» Task goal:
Exact repetition is required: reproduce every line of the data.

── Records to process

// SPDX-License-Identifier: BUSL-1.1
// Copyright (c) 2026 Alfred Jean LLC

//! Change notifier: best-effort wake signals on named channels
//!
//! A wake carries no payload. Receivers re-query the store after waking, so
//! coalesced or missed notifications only cost latency, never correctness.

use std::collections::HashMap;
use std::sync::{Arc, RwLock};
use tokio::sync::watch;

/// Channel the stores publish on whenever events are appended
pub const EVENTS_CHANNEL: &str = "events";

/// A "something changed" signal
#[derive(Clone, Copy, Debug, PartialEq, Eq)]
pub struct Wake {
    /// Number of publishes seen on the channel so far
    pub seq: u64,
}

/// Publish/subscribe hub for wake signals
#[derive(Clone, Default)]
pub struct ChangeNotifier {
    channels: Arc<RwLock<HashMap<String, watch::Sender<u64>>>>,
}

impl ChangeNotifier {
    pub fn new() -> Self {
        Self::default()
    }

    /// Subscribe to a channel. Only publishes after this call are observed.
    pub fn subscribe(&self, channel: &str) -> WakeSubscription {
        {
            let channels = self.channels.read().unwrap_or_else(|e| e.into_inner());
            if let Some(tx) = channels.get(channel) {
                return WakeSubscription { rx: tx.subscribe() };
            }
        }

        let mut channels = self.channels.write().unwrap_or_else(|e| e.into_inner());
        let tx = channels
            .entry(channel.to_string())
            .or_insert_with(|| watch::channel(0).0);
        WakeSubscription { rx: tx.subscribe() }
    }

    /// Wake every subscriber of `channel`
    pub fn publish(&self, channel: &str) {
        {
            let channels = self.channels.read().unwrap_or_else(|e| e.into_inner());
            if let Some(tx) = channels.get(channel) {
                tx.send_modify(|seq| *seq = seq.wrapping_add(1));
                tracing::trace!(channel, subscribers = tx.receiver_count(), "published");
                return;
            }
        }

        let mut channels = self.channels.write().unwrap_or_else(|e| e.into_inner());
        let tx = channels
            .entry(channel.to_string())
            .or_insert_with(|| watch::channel(0).0);
        tx.send_modify(|seq| *seq = seq.wrapping_add(1));
    }

    /// Number of live subscriptions on a channel
    pub fn subscriber_count(&self, channel: &str) -> usize {
        self.channels
            .read()
            .unwrap_or_else(|e| e.into_inner())
            .get(channel)
            .map(|tx| tx.receiver_count())
            .unwrap_or(0)
    }
}

impl std::fmt::Debug for ChangeNotifier {
    fn fmt(&self, f: &mut std::fmt::Formatter<'_>) -> std::fmt::Result {
        let channels = self.channels.read().unwrap_or_else(|e| e.into_inner());
        f.debug_struct("ChangeNotifier")
            .field("channels", &channels.keys().collect::<Vec<_>>())
            .finish()
    }
}

/// Infinite sequence of wake signals for one channel
pub struct WakeSubscription {
    rx: watch::Receiver<u64>,
}

impl WakeSubscription {
    /// Wait for the next wake. Several publishes since the last call
    /// collapse into one wake. Returns `None` once the notifier is gone.
    pub async fn recv(&mut self) -> Option<Wake> {
        self.rx.changed().await.ok()?;
        let seq = *self.rx.borrow_and_update();
        Some(Wake { seq })
    }

    /// Whether a publish happened since the last receive
    pub fn has_pending(&self) -> bool {
        self.rx.has_changed().unwrap_or(false)
    }
}

#[cfg(test)]
#[path = "notify_tests.rs"]
mod tests;
// SPDX-License-Identifier: BUSL-1.1
// Copyright (c) 2026 Alfred Jean LLC

//! Identifier generation for events, resources, and lock owners

use std::sync::atomic::{AtomicU64, Ordering};
use std::sync::Arc;

/// Generates unique opaque identifiers
pub trait IdGen: Clone + Send + Sync + 'static {
    fn next(&self) -> String;
}

/// UUID-based generator for production use
#[derive(Clone, Debug, Default)]
pub struct UuidIdGen;

impl IdGen for UuidIdGen {
    fn next(&self) -> String {
        uuid::Uuid::new_v4().to_string()
    }
}

/// Sequential generator for tests; ids sort in creation order
#[derive(Clone, Debug)]
pub struct SequentialIdGen {
    prefix: String,
    counter: Arc<AtomicU64>,
}

impl SequentialIdGen {
    pub fn new(prefix: impl Into<String>) -> Self {
        Self {
            prefix: prefix.into(),
            counter: Arc::new(AtomicU64::new(1)),
        }
    }
}

impl Default for SequentialIdGen {
    fn default() -> Self {
        Self::new("id")
    }
}

impl IdGen for SequentialIdGen {
    fn next(&self) -> String {
        let n = self.counter.fetch_add(1, Ordering::SeqCst);
        format!("{}-{:06}", self.prefix, n)
    }
}
// SPDX-License-Identifier: BUSL-1.1
// Copyright (c) 2026 Alfred Jean LLC

use super::*;
use std::time::Duration;

#[tokio::test]
async fn publish_wakes_subscriber() {
    let notifier = ChangeNotifier::new();
    let mut sub = notifier.subscribe(EVENTS_CHANNEL);

    notifier.publish(EVENTS_CHANNEL);

    let wake = tokio::time::timeout(Duration::from_secs(1), sub.recv())
        .await
        .unwrap();
    assert_eq!(wake, Some(Wake { seq: 1 }));
}

#[tokio::test]
async fn publishes_coalesce_into_one_wake() {
    let notifier = ChangeNotifier::new();
    let mut sub = notifier.subscribe(EVENTS_CHANNEL);

    notifier.publish(EVENTS_CHANNEL);
    notifier.publish(EVENTS_CHANNEL);
    notifier.publish(EVENTS_CHANNEL);

    assert_eq!(sub.recv().await, Some(Wake { seq: 3 }));
    assert!(!sub.has_pending());
}

#[tokio::test]
async fn other_channels_do_not_wake() {
    let notifier = ChangeNotifier::new();
    let mut sub = notifier.subscribe(EVENTS_CHANNEL);

    notifier.publish("audit");

    let res = tokio::time::timeout(Duration::from_millis(50), sub.recv()).await;
    assert!(res.is_err(), "subscriber on another channel must not wake");
}

#[tokio::test]
async fn every_subscriber_is_woken() {
    let notifier = ChangeNotifier::new();
    let mut a = notifier.subscribe(EVENTS_CHANNEL);
    let mut b = notifier.clone().subscribe(EVENTS_CHANNEL);
    assert_eq!(notifier.subscriber_count(EVENTS_CHANNEL), 2);

    notifier.publish(EVENTS_CHANNEL);

    assert!(a.recv().await.is_some());
    assert!(b.recv().await.is_some());
}

#[tokio::test]
async fn late_subscriber_ignores_earlier_publishes() {
    let notifier = ChangeNotifier::new();
    notifier.publish(EVENTS_CHANNEL);

    let sub = notifier.subscribe(EVENTS_CHANNEL);
    assert!(!sub.has_pending());
}

#[tokio::test]
async fn dropped_subscription_is_not_counted() {
    let notifier = ChangeNotifier::new();
    let sub = notifier.subscribe(EVENTS_CHANNEL);
    assert_eq!(notifier.subscriber_count(EVENTS_CHANNEL), 1);
    drop(sub);
    assert_eq!(notifier.subscriber_count(EVENTS_CHANNEL), 0);
    // publishing with no subscribers is fine
    notifier.publish(EVENTS_CHANNEL);
}

#[tokio::test]
async fn recv_ends_when_notifier_is_dropped() {
    let notifier = ChangeNotifier::new();
    let mut sub = notifier.subscribe(EVENTS_CHANNEL);
    drop(notifier);
    assert_eq!(sub.recv().await, None);
}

────

» Solution below:
// SPDX-License-Identifier: BUSL-1.1
// Copyright (c) 2026 Alfred Jean LLC

//! Change notifier: best-effort wake signals on named channels
//!
//! A wake carries no payload. Receivers re-query the store after waking, so
//! coalesced or missed notifications only cost latency, never correctness.

use std::collections::HashMap;
use std::sync::{Arc, RwLock};
use tokio::sync::watch;

/// Channel the stores publish on whenever events are appended
pub const EVENTS_CHANNEL: &str = "events";

/// A "something changed" signal
#[derive(Clone, Copy, Debug, PartialEq, Eq)]
pub struct Wake {
    /// Number of publishes seen on the channel so far
    pub seq: u64,
}

/// Publish/subscribe hub for wake signals
#[derive(Clone, Default)]
pub struct ChangeNotifier {
    channels: Arc<RwLock<HashMap<String, watch::Sender<u64>>>>,
}

impl ChangeNotifier {
    pub fn new() -> Self {
        Self::default()
    }

    /// Subscribe to a channel. Only publishes after this call are observed.
    pub fn subscribe(&self, channel: &str) -> WakeSubscription {
        {
            let channels = self.channels.read().unwrap_or_else(|e| e.into_inner());
            if let Some(tx) = channels.get(channel) {
                return WakeSubscription { rx: tx.subscribe() };
            }
        }

        let mut channels = self.channels.write().unwrap_or_else(|e| e.into_inner());
        let tx = channels
            .entry(channel.to_string())
            .or_insert_with(|| watch::channel(0).0);
        WakeSubscription { rx: tx.subscribe() }
    }

    /// Wake every subscriber of `channel`
    pub fn publish(&self, channel: &str) {
        {
            let channels = self.channels.read().unwrap_or_else(|e| e.into_inner());
            if let Some(tx) = channels.get(channel) {
                tx.send_modify(|seq| *seq = seq.wrapping_add(1));
                tracing::trace!(channel, subscribers = tx.receiver_count(), "published");
                return;
            }
        }

        let mut channels = self.channels.write().unwrap_or_else(|e| e.into_inner());
        let tx = channels
            .entry(channel.to_string())
            .or_insert_with(|| watch::channel(0).0);
        tx.send_modify(|seq| *seq = seq.wrapping_add(1));
    }

    /// Number of live subscriptions on a channel
    pub fn subscriber_count(&self, channel: &str) -> usize {
        self.channels
            .read()
            .unwrap_or_else(|e| e.into_inner())
            .get(channel)
            .map(|tx| tx.receiver_count())
            .unwrap_or(0)
    }
}

impl std::fmt::Debug for ChangeNotifier {
    fn fmt(&self, f: &mut std::fmt::Formatter<'_>) -> std::fmt::Result {
        let channels = self.channels.read().unwrap_or_else(|e| e.into_inner());
        f.debug_struct("ChangeNotifier")
            .field("channels", &channels.keys().collect::<Vec<_>>())
            .finish()
    }
}

/// Infinite sequence of wake signals for one channel
pub struct WakeSubscription {
    rx: watch::Receiver<u64>,
}

impl WakeSubscription {
    /// Wait for the next wake. Several publishes since the last call
    /// collapse into one wake. Returns `None` once the notifier is gone.
    pub async fn recv(&mut self) -> Option<Wake> {
        self.rx.changed().await.ok()?;
        let seq = *self.rx.borrow_and_update();
        Some(Wake { seq })
    }

    /// Whether a publish happened since the last receive
    pub fn has_pending(&self) -> bool {
        self.rx.has_changed().unwrap_or(false)
    }
}

#[cfg(test)]
#[path = "notify_tests.rs"]
mod tests;
// SPDX-License-Identifier: BUSL-1.1
// Copyright (c) 2026 Alfred Jean LLC

//! Identifier generation for events, resources, and lock owners

use std::sync::atomic::{AtomicU64, Ordering};
use std::sync::Arc;

/// Generates unique opaque identifiers
pub trait IdGen: Clone + Send + Sync + 'static {
    fn next(&self) -> String;
}

/// UUID-based generator for production use
#[derive(Clone, Debug, Default)]
pub struct UuidIdGen;

impl IdGen for UuidIdGen {
    fn next(&self) -> String {
        uuid::Uuid::new_v4().to_string()
    }
}

/// Sequential generator for tests; ids sort in creation order
#[derive(Clone, Debug)]
pub struct SequentialIdGen {
    prefix: String,
    counter: Arc<AtomicU64>,
}

impl SequentialIdGen {
    pub fn new(prefix: impl Into<String>) -> Self {
        Self {
            prefix: prefix.into(),
            counter: Arc::new(AtomicU64::new(1)),
        }
    }
}

impl Default for SequentialIdGen {
    fn default() -> Self {
        Self::new("id")
    }
}

impl IdGen for SequentialIdGen {
    fn next(&self) -> String {
        let n = self.counter.fetch_add(1, Ordering::SeqCst);
        format!("{}-{:06}", self.prefix, n)
    }
}
// SPDX-License-Identifier: BUSL-1.1
// Copyright (c) 2026 Alfred Jean LLC

use super::*;
use std::time::Duration;

#[tokio::test]
async fn publish_wakes_subscriber() {
    let notifier = ChangeNotifier::new();
    let mut sub = notifier.subscribe(EVENTS_CHANNEL);

    notifier.publish(EVENTS_CHANNEL);

    let wake = tokio::time::timeout(Duration::from_secs(1), sub.recv())
        .await
        .unwrap();
    assert_eq!(wake, Some(Wake { seq: 1 }));
}

#[tokio::test]
async fn publishes_coalesce_into_one_wake() {
    let notifier = ChangeNotifier::new();
    let mut sub = notifier.subscribe(EVENTS_CHANNEL);

    notifier.publish(EVENTS_CHANNEL);
    notifier.publish(EVENTS_CHANNEL);
    notifier.publish(EVENTS_CHANNEL);

    assert_eq!(sub.recv().await, Some(Wake { seq: 3 }));
    assert!(!sub.has_pending());
}

#[tokio::test]
async fn other_channels_do_not_wake() {
    let notifier = ChangeNotifier::new();
    let mut sub = notifier.subscribe(EVENTS_CHANNEL);

    notifier.publish("audit");

    let res = tokio::time::timeout(Duration::from_millis(50), sub.recv()).await;
    assert!(res.is_err(), "subscriber on another channel must not wake");
}

#[tokio::test]
async fn every_subscriber_is_woken() {
    let notifier = ChangeNotifier::new();
    let mut a = notifier.subscribe(EVENTS_CHANNEL);
    let mut b = notifier.clone().subscribe(EVENTS_CHANNEL);
    assert_eq!(notifier.subscriber_count(EVENTS_CHANNEL), 2);

    notifier.publish(EVENTS_CHANNEL);

    assert!(a.recv().await.is_some());
    assert!(b.recv().await.is_some());
}

#[tokio::test]
async fn late_subscriber_ignores_earlier_publishes() {
    let notifier = ChangeNotifier::new();
    notifier.publish(EVENTS_CHANNEL);

    let sub = notifier.subscribe(EVENTS_CHANNEL);
    assert!(!sub.has_pending());
}

#[tokio::test]
async fn dropped_subscription_is_not_counted() {
    let notifier = ChangeNotifier::new();
    let sub = notifier.subscribe(EVENTS_CHANNEL);
    assert_eq!(notifier.subscriber_count(EVENTS_CHANNEL), 1);
    drop(sub);
    assert_eq!(notifier.subscriber_count(EVENTS_CHANNEL), 0);
    // publishing with no subscribers is fine
    notifier.publish(EVENTS_CHANNEL);
}

#[tokio::test]
async fn recv_ends_when_notifier_is_dropped() {
    let notifier = ChangeNotifier::new();
    let mut sub = notifier.subscribe(EVENTS_CHANNEL);
    drop(notifier);
    assert_eq!(sub.recv().await, None);
}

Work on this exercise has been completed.